Sexual harassment as a con

Really interesting post from an astronomer reflecting on the sexual harassment in his field. Here’s just a bit of it:

Something that people rarely think of as a con game is sexual harassment, but after listening to the lived experiences of women who have been sexually harassed and/or assaulted, I feel the analogy is apt. Like a con artist, the sexual harasser usually knows their victim well and uses their authority or “friendship” to gain trust. With that trust, the harasser then works to gain access to something far more valuable than money. They gain access to the victim’s body, their sexuality, their most private selves. In addition to anger and frustration, the common theme in the stories I’ve heard is shame and guilt. These feelings are why sexual offenses are so infrequently reported.

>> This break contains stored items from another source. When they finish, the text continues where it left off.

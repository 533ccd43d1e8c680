//! PostgreSQL implementation of the persistence contract (`spec.md` §6).
//!
//! Follows `extraction::stores::postgres::PostgresStore`'s shape: one
//! pool, migrate-on-connect, every query mapped through a single
//! storage error variant. The trait method boundary is the transaction
//! boundary — `persist_assignments` and `execute_merge` each open and
//! commit exactly one `sqlx` transaction.

mod memory;
mod rows;

pub use memory::InMemoryStore;

use async_trait::async_trait;
use chrono::{DateTime, Utc};
use sqlx::postgres::{PgPool, PgPoolOptions};
use sqlx::Postgres;
use tracing::{info, instrument, warn};

use aggr_domain::{
    AcceptedMerge, AggregationWriter, AssignmentDecision, DomainError, Event, EventHistoryRelation,
    EventReader, EventStatus, HistoryReader, HistoryRelationType, MergeWriter, NewsEventRelation,
    NewsItem, NewsReader, PersistOutcome, ProcessingLog, ProcessingLogWriter, RelationReader,
    RelationType, Result, TimeWindow,
};

use rows::{EventHistoryRow, EventRow, NewsItemRow, RelationRow};

pub struct PostgresStore {
    pool: PgPool,
}

impl PostgresStore {
    pub async fn new(database_url: &str) -> Result<Self> {
        let pool = PgPoolOptions::new()
            .max_connections(10)
            .connect(database_url)
            .await
            .map_err(|e| DomainError::Storage(Box::new(e)))?;
        Self::from_pool(pool).await
    }

    pub async fn from_pool(pool: PgPool) -> Result<Self> {
        let store = Self { pool };
        store.run_migrations().await?;
        Ok(store)
    }

    pub fn pool(&self) -> &PgPool {
        &self.pool
    }

    async fn run_migrations(&self) -> Result<()> {
        sqlx::query(
            r#"
            CREATE TABLE IF NOT EXISTS hot_aggr_events (
                id BIGSERIAL PRIMARY KEY,
                title TEXT NOT NULL,
                description TEXT NOT NULL,
                event_type TEXT NOT NULL,
                sentiment TEXT NOT NULL,
                entities TEXT NOT NULL DEFAULT '{}',
                regions TEXT NOT NULL DEFAULT '',
                keywords TEXT NOT NULL DEFAULT '',
                confidence_score REAL NOT NULL,
                news_count BIGINT NOT NULL DEFAULT 0,
                first_news_time TIMESTAMPTZ NOT NULL,
                last_news_time TIMESTAMPTZ NOT NULL,
                status SMALLINT NOT NULL DEFAULT 1,
                created_at TIMESTAMPTZ NOT NULL DEFAULT NOW(),
                updated_at TIMESTAMPTZ NOT NULL DEFAULT NOW()
            )
            "#,
        )
        .execute(&self.pool)
        .await
        .map_err(|e| DomainError::Storage(Box::new(e)))?;

        sqlx::query("CREATE INDEX IF NOT EXISTS idx_hot_aggr_events_status_created ON hot_aggr_events(status, created_at DESC)")
            .execute(&self.pool)
            .await
            .ok();

        sqlx::query(
            r#"
            CREATE TABLE IF NOT EXISTS hot_aggr_news_event_relations (
                id BIGSERIAL PRIMARY KEY,
                news_id BIGINT NOT NULL,
                event_id BIGINT NOT NULL REFERENCES hot_aggr_events(id),
                relation_type TEXT NOT NULL,
                confidence_score REAL NOT NULL,
                created_at TIMESTAMPTZ NOT NULL DEFAULT NOW(),
                UNIQUE(news_id, event_id)
            )
            "#,
        )
        .execute(&self.pool)
        .await
        .map_err(|e| DomainError::Storage(Box::new(e)))?;

        sqlx::query("CREATE INDEX IF NOT EXISTS idx_hot_aggr_relations_news_id ON hot_aggr_news_event_relations(news_id)")
            .execute(&self.pool)
            .await
            .ok();
        sqlx::query("CREATE INDEX IF NOT EXISTS idx_hot_aggr_relations_event_id ON hot_aggr_news_event_relations(event_id)")
            .execute(&self.pool)
            .await
            .ok();

        sqlx::query(
            r#"
            CREATE TABLE IF NOT EXISTS hot_aggr_event_history_relations (
                id BIGSERIAL PRIMARY KEY,
                parent_event_id BIGINT NOT NULL REFERENCES hot_aggr_events(id),
                child_event_id BIGINT NOT NULL REFERENCES hot_aggr_events(id),
                relation_type TEXT NOT NULL,
                confidence_score REAL NOT NULL,
                description TEXT NOT NULL DEFAULT '',
                created_at TIMESTAMPTZ NOT NULL DEFAULT NOW()
            )
            "#,
        )
        .execute(&self.pool)
        .await
        .map_err(|e| DomainError::Storage(Box::new(e)))?;

        sqlx::query(
            r#"
            CREATE TABLE IF NOT EXISTS hot_aggr_processing_logs (
                id BIGSERIAL PRIMARY KEY,
                task_type TEXT NOT NULL,
                task_id TEXT NOT NULL,
                start_time TIMESTAMPTZ NOT NULL,
                end_time TIMESTAMPTZ NOT NULL,
                status TEXT NOT NULL,
                total BIGINT NOT NULL,
                success BIGINT NOT NULL,
                failed BIGINT NOT NULL,
                error_message TEXT,
                config_snapshot JSONB NOT NULL DEFAULT '{}'
            )
            "#,
        )
        .execute(&self.pool)
        .await
        .map_err(|e| DomainError::Storage(Box::new(e)))?;

        Ok(())
    }
}

#[async_trait]
impl NewsReader for PostgresStore {
    #[instrument(skip(self, source_types, excluded_types))]
    async fn unprocessed_news(
        &self,
        window: Option<TimeWindow>,
        source_types: &[String],
        excluded_types: &[String],
    ) -> Result<Vec<NewsItem>> {
        let (start, end) = match window {
            Some(w) => (Some(w.start), Some(w.end)),
            None => (None, None),
        };

        let rows = sqlx::query_as::<_, NewsItemRow>(
            r#"
            SELECT n.id, n.source_type, n.title, n.body, n.city_name, n.first_seen_at, n.url
            FROM hot_news_base n
            WHERE NOT EXISTS (
                SELECT 1 FROM hot_aggr_news_event_relations r WHERE r.news_id = n.id
            )
            AND ($1::timestamptz IS NULL OR n.first_seen_at >= $1)
            AND ($2::timestamptz IS NULL OR n.first_seen_at <= $2)
            AND (array_length($3::text[], 1) IS NULL OR n.source_type = ANY($3))
            AND NOT (n.source_type = ANY($4))
            ORDER BY n.first_seen_at DESC
            "#,
        )
        .bind(start)
        .bind(end)
        .bind(source_types)
        .bind(excluded_types)
        .fetch_all(&self.pool)
        .await
        .map_err(|e| DomainError::Storage(Box::new(e)))?;

        Ok(rows.into_iter().map(NewsItemRow::into_domain).collect())
    }

    async fn news_by_ids(&self, ids: &[i64]) -> Result<Vec<NewsItem>> {
        let rows = sqlx::query_as::<_, NewsItemRow>(
            "SELECT id, source_type, title, body, city_name, first_seen_at, url FROM hot_news_base WHERE id = ANY($1)",
        )
        .bind(ids)
        .fetch_all(&self.pool)
        .await
        .map_err(|e| DomainError::Storage(Box::new(e)))?;

        Ok(rows.into_iter().map(NewsItemRow::into_domain).collect())
    }
}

However, what’s worse than the betrayal of trust is that even when sexual harassment/assault and rape are reported, victims are often met with disbelief, invalidation, shaming and inaction. In my case, if I had overcome my shame to report my con artist, I likely would have had the charge reimbursed and the company investigated. But I seriously doubt that the person on the other end of the phone at the consumer protection agency would have asked, “Are you sure you didn’t lead the con artist on?” or “Oh, I know him. He’d never con anyone!” or “You know what, we need to keep this quiet. I think the best approach is for me to have a private conversation with the con artist to clear things up.”

So there are similarities, but there are also huge differences between being conned and being sexually harassed or assaulted. But the analogy should help doubters who question the intent of the victims who are brave enough to speak out, or question why they didn’t report the crimes right away. At least it should. I’ve been a part of the astronomy community long enough to expect some very ugly behavior and words in the wake of what is soon to follow. Sexual harassers are protected by the silence of their victims, inaction from authorities, and also apologists in their community.

He also goes on to reflect on the way that people like him are kept silent. I really recommend reading it.